Bajo este nuevo esquema, las instituciones se vuelven fundamentales. El rendimiento privado de la I&D depende, entre otras cosas, del tiempo de duración de las patentes, la protección de las marcas registradas, la eficacia del sistema jurídico para proteger los derechos de propiedad intelectual y la naturaleza del entorno económico en el que operan las empresas. A su vez, el ahorro juega un rol determinante, donde a mayor nivel de dicha variable, no sólo el producto per-cápita es más alto, sino que además la tasa de crecimiento permanente es más alta.
En función de ello, si el mundo lograra crear la suficiente cantidad de ideas como para sostener un tasa de crecimiento en torno al 4% (algo factible a la luz de la convergencia) durante el siglo XXI, el GDP per-cápita al inicio del próximo siglo sería 50,5 veces mayor que el del 2000. Esto es, la tasa de crecimiento económico se habría acelerado a un 4950,5% (llevándonos a una singularidad económica), por lo que el factor de expansión no sólo sería 10,6 veces mayor al del siglo XX, sino que además sería 3,9 veces superior a lo logrado durante los últimos 20 siglos.
Por lo tanto, cabría preguntarse cuántas ideas potenciales hay antes de que se arribe al temido estado estacionario. Para responder a ello, supongamos que sólo consideramos las instrucciones que pueden escribirse en un párrafo de 100 palabras o menos (típico resumen de un artículo científico). A su vez, la lengua inglesa (idioma dominante en publicaciones) contiene cerca de 20.000 palabras. En función de ello, la cantidad de párrafos con ideas diferentes que podemos crear está dado por 20.000 elevado a la 100, que es mayor que 10 elevado a la 430 (esto es, un 1 seguido de 430 ceros). Aunque la mayoría de estas combinaciones no tendrán sentido, otras describirían el teorema fundamental del cálculo, la teoría de la evolución de Darwin, la teoría microbiana de la enfermedad de Pasteur, la fórmula química de la penicilina, la estructura del ADN y quizás un motor para propulsar las naves espaciales en el futuro.

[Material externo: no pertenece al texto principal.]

//! Error types for bank-ledger.

use rust_decimal::Decimal;

/// Result type for ledger operations.
pub type Result<T> = std::result::Result<T, LedgerError>;

/// Errors returned by ledger operations.
///
/// Every variant is a recoverable, caller-facing rejection; the ledger state
/// is left untouched whenever one of these is returned.
#[derive(Debug, Clone, PartialEq, Eq, thiserror::Error)]
pub enum LedgerError {
    /// The account number is not exactly six ASCII digits.
    #[error("invalid account number {account_no:?}: must be exactly 6 digits")]
    InvalidAccountNumber {
        /// The rejected input.
        account_no: String,
    },

    /// The holder name is empty or contains something other than letters and whitespace.
    #[error("invalid name {name:?}: must contain only letters and spaces")]
    InvalidName {
        /// The rejected input.
        name: String,
    },

    /// The opening deposit is below the minimum opening balance.
    #[error("initial balance must be at least {minimum}, got {amount}")]
    InsufficientInitialBalance {
        /// The opening amount as requested.
        amount: Decimal,
        /// The minimum opening balance.
        minimum: Decimal,
    },

    /// An account with this number already exists.
    #[error("account already exists: {account_no}")]
    AccountExists {
        /// The duplicated account number.
        account_no: String,
    },

    /// No live account has this number.
    #[error("account not found: {account_no}")]
    AccountNotFound {
        /// The account number that was looked up.
        account_no: String,
    },

    /// The amount is not strictly positive, rounds to zero cents, or is out of range.
    #[error("invalid amount: {0}")]
    InvalidAmount(String),

    /// A withdrawal exceeds the current balance.
    #[error("insufficient funds: balance={balance_cents}, required={required_cents}")]
    InsufficientFunds {
        /// Current balance in cents.
        balance_cents: i64,
        /// Smallest number of cents covering the requested withdrawal.
        required_cents: i64,
    },
}

impl LedgerError {
    pub(crate) fn not_found(account_no: impl Into<String>) -> Self {
        Self::AccountNotFound {
            account_no: account_no.into(),
        }
    }
}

Supongamos además que sólo 1 de cada 10 elevado a la 100 de estos párrafos contienen una idea coherente. De este modo, los párrafos posibles ascenderían a 10 elevado a la 330, cifra tropecientos millones de veces mayor que el número de partículas que hay en el Universo. En definitiva, tal como afirmara el padre de la teoría del crecimiento endógeno: “Todas las generaciones han reparado en los límites que impondrían al crecimiento unos recursos finitos si no se descubrieran nuevas ideas. Y todas las generaciones han subestimado las posibilidades de encontrar nuevas ideas. Cometemos sistemáticamente el mismo error de no darnos cuenta de cuántas ideas quedan por descubrir”.